Monday 1 October 2007

Extortion and bumper cars

Off to Nanny and Gumps in Brighton for a long overdue visit. We didn't pick the best weekend in terms of the weather (the cloud cover sat there, brooding spitefully, waiting for the second we got out of the car) but decided a trip to the Palace Pier was in order anyway.
It's been along time since I spent any time in Brighton: I moved out of Sussex when I got my first job, and although I always had a hankering to move back, we've never actually won the lottery or pulled any bank jobs and so have sadly been unable to afford it. It's changed a lot - when I left, nearly 20 years ago, Brighton was becoming a ghost town, full of closed up shops, houses for sale and no tourists. Not any more: now it's a Boomtown, and an expensive one...
If you can't get to Brighton in the near future, and want to get a feel for what it's like now (at least, the weekend tourist experience) just print off a picture of Brighton Pavillion, prop it on your mantelpiece, then invite 50 strangers round to jostle you in your own front room while you burn a tenner every fifteen minutes...
Anyway the pier trip. Amelie was insistent that Nanny come in the car with us, which meant that my mother 'helped' me with the driving all the way, as follows:

  1. Sighing heavily at the traffic, and saying at no less than 3 minute intervals: "I told you we would have been better off on the bus"
  2. Pointing out the turnings we should have taken in the rear view mirror
  3. Reading out each posted speed limit to me, presumably as a safety precaution in case I had temporarily forgotten how to read, or the concept of roadsigns hadn't caught on in my part of the UK
  4. Huffing noisily and saying "Is it me, or is hot in here?"
  5. Carefully selecting for us the single most expensive car park in the world, which sported the laughable rate of 80 pence for every 15 minutes, or part thereof.
I am still suffering 'walletshock' at the car park prices: £3.20 an hour! I am reasonably sure I could rent carpetted office floorspace to park the car on for that kind of money. What galled me the most were the policies the car park had of (a) not informing you of the costs until you are at the ticket machine and thus completely unable to leave because of all the cars in the queue behind you and (b) letting you enter the car park while it was full, so that you waste 20 minutes (yes, that's £1.60) just driving around the sodding place looking for a space. Anyone who thinks crime doesn't pay should take a good look at the NCP...

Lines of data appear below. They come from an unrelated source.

use assert_cmd::cargo::cargo_bin_cmd;
use std::fs;
use std::path::Path;
use tempfile::TempDir;

pub const REGISTRY: &str = r#"# test registry
[packages]
crate-a = "crates/crate-a/Cargo.toml"
crate-b = "crates/crate-b"
crate-c = "crates/crate-c/Cargo.toml"
"#;

pub const CRATE_A: &str = r#"[package]
name = "crate-a"
version = "1.0.0"
edition = "2021"
"#;

pub const CRATE_B: &str = r#"[package]
name = "crate-b"
# keep in sync with crate-a
version = "1.0.0"
edition = "2021"

[dependencies]
crate-a = { path = "../crate-a", version = "1.0.0" }
external-x = "3.1.0"

[dev-dependencies]
crate-c = { git = "https://github.com/hetudb/hetu", rev = "4f1c2a9" }
"#;

pub const CRATE_C: &str = r#"[package]
name = "crate-c"
version = "1.0.0"
edition = "2021"

[dependencies]
crate-a = { path = "../crate-a" }

[dev-dependencies.crate-b]
path = "../crate-b"
version = "1.0.0"
features = ["testing"]
"#;

pub const README: &str = r#"# HetuDB

```toml
[dependencies]
hetu = "1.0.0"
```

Preview builds:

```toml
hetu = "1.0.0-beta"
```
"#;

pub fn write(root: &Path, rel: &str, content: &str) {
    let path = root.join(rel);
    fs::create_dir_all(path.parent().unwrap()).unwrap();
    fs::write(path, content).unwrap();
}

pub fn read(root: &Path, rel: &str) -> String {
    fs::read_to_string(root.join(rel)).unwrap()
}

/// Creates a source tree with three registered crates, a registry file and
/// a README.
pub fn create_release_tree() -> TempDir {
    let temp = TempDir::new().unwrap();
    let root = temp.path();

    write(root, "release.toml", REGISTRY);
    write(root, "crates/crate-a/Cargo.toml", CRATE_A);
    write(root, "crates/crate-b/Cargo.toml", CRATE_B);
    write(root, "crates/crate-c/Cargo.toml", CRATE_C);
    write(root, "README.md", README);

    temp
}

/// Runs `hetu-release bump` against the tree's registry file.
pub fn run_bump(root: &Path, version: &str, extra_args: &[&str]) -> assert_cmd::assert::Assert {
    let mut cmd = cargo_bin_cmd!("hetu-release");
    cmd.arg("bump")
        .arg(version)
        .arg("--root")
        .arg(root)
        .arg("--registry")
        .arg(root.join("release.toml"))
        .args(extra_args)
        .env("NO_COLOR", "1")
        .current_dir(root);

    cmd.assert()
}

But once we had gotten on to the pier, ah, then it was all worthwhile - due primarily to one incident: Amelies first ever go on the dodgems. At the end of the pier there is a funfair, and there is a dedicated section just for children under 5, and they have a set of kiddie bumper cars. Amelie had never been in one, has no clue that cars have pedals, and has never made the mental connection that turning the steering wheel makes the car change direction - but it's a bumper car, right? They are designed to hit things, so what harm could possibly come of it? What damage could she do?
Well, as it turns out, what she could do was try her very best to hospitalise the ride attendant. When the ride started she sat there, grinning ear-to-ear and spinning the wheel, but the car was completely immobile. So the ride operator came over to help her. He pushed the car forward a little, and told her that she had to press the pedal. She duly did so, but as she had been spinning the steering wheel the car lurched in a tight right-hand circle and crunched noisily into his right knee. My mother and Nini starting giggling.
He rubbed his knee ruefully while Amelie beamed up at him expectantly, waiting for instructions. "The other way", he said, "turn the wheel the other way." Amelie spun the wheel, pressing the pedal just gently enough that the car spun anticlockwise on the spot and neatly ran over his left foot. Nini and my mother began howling with laughter and clutching at the railings for support.
He looked visibly upset now, and pushed the car firmly forward and well away from him. "Push the pedal down, and steer" he called. Amelie obediently jammed her foot hard down into the footwell at random, hit the wrong pedal by accident, and reversed the car at high speed directly into his crotch. I could hear the air escape from his lungs in a sudden strangled gasp, even over the noise of the ride and the shrieking seagulls. I couldn't hear Mum and Nini though, because they had lost the power of speech and were now shaking, crying silent tears of mirth. Amelie also started laughing, thinking it was all part of the game. From the operators face it was clear this wasn't appreciated...
He stood well back, and tried once last time: "Push the other pedal..." She did, and the car made a lazy arc to the right, promptly got clipped by another car, and was directed at high speed back into his right leg. Amelie smiled happily up at him, and Mum and Nini became so insensible that I started to worry that they'd lose bladder control. At this point the attendant decided to cut his losses and left her to it, hobbling all the way,
When the ride was over, I met Amelie at the gate, smiling politely at the attendants sour glare as I did so. "Was that fun?" I asked her.
"Yes. Did Mummy and Nanny see me driving the car?" she asked, hopefully.
"Yes. Oh yes..."
"Why are they crying?"
I glanced over at the the two figures still howling and gasping for breath on the railings.
"Oh, no reason..."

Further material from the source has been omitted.